Friday 2 August 2024

All My Friends Hate Me (2021)

I saw the title and thought “How could I not want to watch this?” I saw the title and also thought “How can I watch that?”. The last time I watched a film with that kind of logic, it was the very interesting My Tomorrow, Your Yesterday (2016) so maybe it was worth a punt.

Although I have not been posting many blogs on films over the last few years )the last one I posted was for Joker (2019), not including the 3WRs of Ghibli Club) I have still been watching films and the whole industry has changed in that time. So many films released since 2020 have been at the cinema for very short times and this particular film was part of the BFI streaming service when I first heard of it. I saw the title and added it to my list but I did not think I wanted to watch it without being ready. I could not tell what it was - it was marked as comedy.

The setup of All My Friends Hate Me (2021) is relatively slight, starting with the main character, Pete, chatting away with his girlfriend, Sonia, about a party he is going to. Rather oddly, the party is for him and held by his old friends in a big Country House for his 31st birthday. She is going to join them later but she has never met these friends and so is asking about them. Why has she never met them? In many ways, the point of the film is basically that. Passing beyond thirty[1] is an interesting point in life - people are supposed to feel a bit grown-up but maybe they are not. Maybe people’s careers are heating up and you are becoming, potentially, further apart from the friends you made when you had no money. When you had to get by on the strength of your personality[2]. But as you move on with your careers, different aspects of your personality and also the people you are mixing with can change quite a bit.

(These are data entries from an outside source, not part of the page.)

//! Core data types and I/O operations.

pub mod header;
pub mod loaders;
pub mod transforms;
pub mod writers;

#[cfg(test)]
pub(crate) mod test_support;

pub use header::{DataType, Endian, EnviHeader, HeaderError, Interleave};
pub use loaders::{load_gain_factors, load_wavelengths, read_subregion, LoaderError};
pub use transforms::{apply_gain, band_major_to_cube, cube_to_band_major, TransformError};
pub use writers::{save_endmembers_json, save_estimates, Estimates, WriteError};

The location of the country house is because the party is being thrown by someone that owns a big country house - well, maybe not yet butinherit a big country house. And that is another key element of the film, this is a friend group of posh, rich people and that does include the protagonist too. From an artistic perspective, the isolated big mansion is a pretty good setup for horror and enables the director to set the scene with some nice, rural, rolling vistas.

When Pete gets to the mansion, his friends are not there and he wonders where they are and whether it was all an elaborate joke. Do all of his friends hate him?

As setups go, I thought this was pretty good and it set the scene well of the awkwardness of seeing people again for the first time in a while. The friends here, as close as they were, have not actually seen Pete for a while and that is because of Pete’s work - charity work, taking him away. This deals, somewhat deftly, with the idea of reverse culture shock which is where something that was familiar turns out to be alien. That is most commonly understood for people that go away from home and come back to find that they have changed but home has not. I don’t think this is actually quite accurate (in my experience, anyway) as what often happens is that you have changed and home has changed but you expected home, rather selfishly, to stay unchanged. Life moves on. And that is true of friendships too.

The rest of the film winds through the weekend with the feeling of paranoia consistently worming its way through Pete all weekend as they work through Posh Birthday Activities until, eventually, it comes to some form of conclusion. In many ways, the narrative (which I am not going to cover anyway in a review) is not as important as that feeling of awkwardness and isolation which is well captured.

I found this an oddly thought-provoking film and not necessarily what I was expecting. As the perspective is all from Pete, I do not think it is necessarily factual - and many of the awkward moments may just have felt awkward and so been presented as such. It also really works within the fairly common form of British friendship where you just don’t say many nice things to those you are close friends with. These types of relationships can really gnaw away at those that don’t have the confidence to carry them through or just don’t have the obliviousness needed sometimes. And I think everyone can be prone to lapses in confidence every so often. In that sense, I think the film is probably capturing a fairly common feeling (in the UK, at least) and one which a lot of people will enjoy squirming through. That is especially for anyone that has ever wondered whether their friends like them or not. And if you haven't wondered that, I have some news for you: Your friends have all got a WhatsApp group without you in it. 

You can watch this film on BFI https://player.bfi.org.uk/subscription/film/watch-all-my-friends-hate-me-2022-online

And I am sure at many other places too.


1. Obligatory Fight Club reference: I can't get married, I'm a 30 year old boy
2. One of the things I found most disappointing, and dispiriting, in my own university years was the complete lack of personality. I felt (and maybe I was just out of place) that quite a lot of people had drinks in lieu of a personality. This still seems true when older and there is a trope of women having “gin” instead of a personality. Or Beer Guys.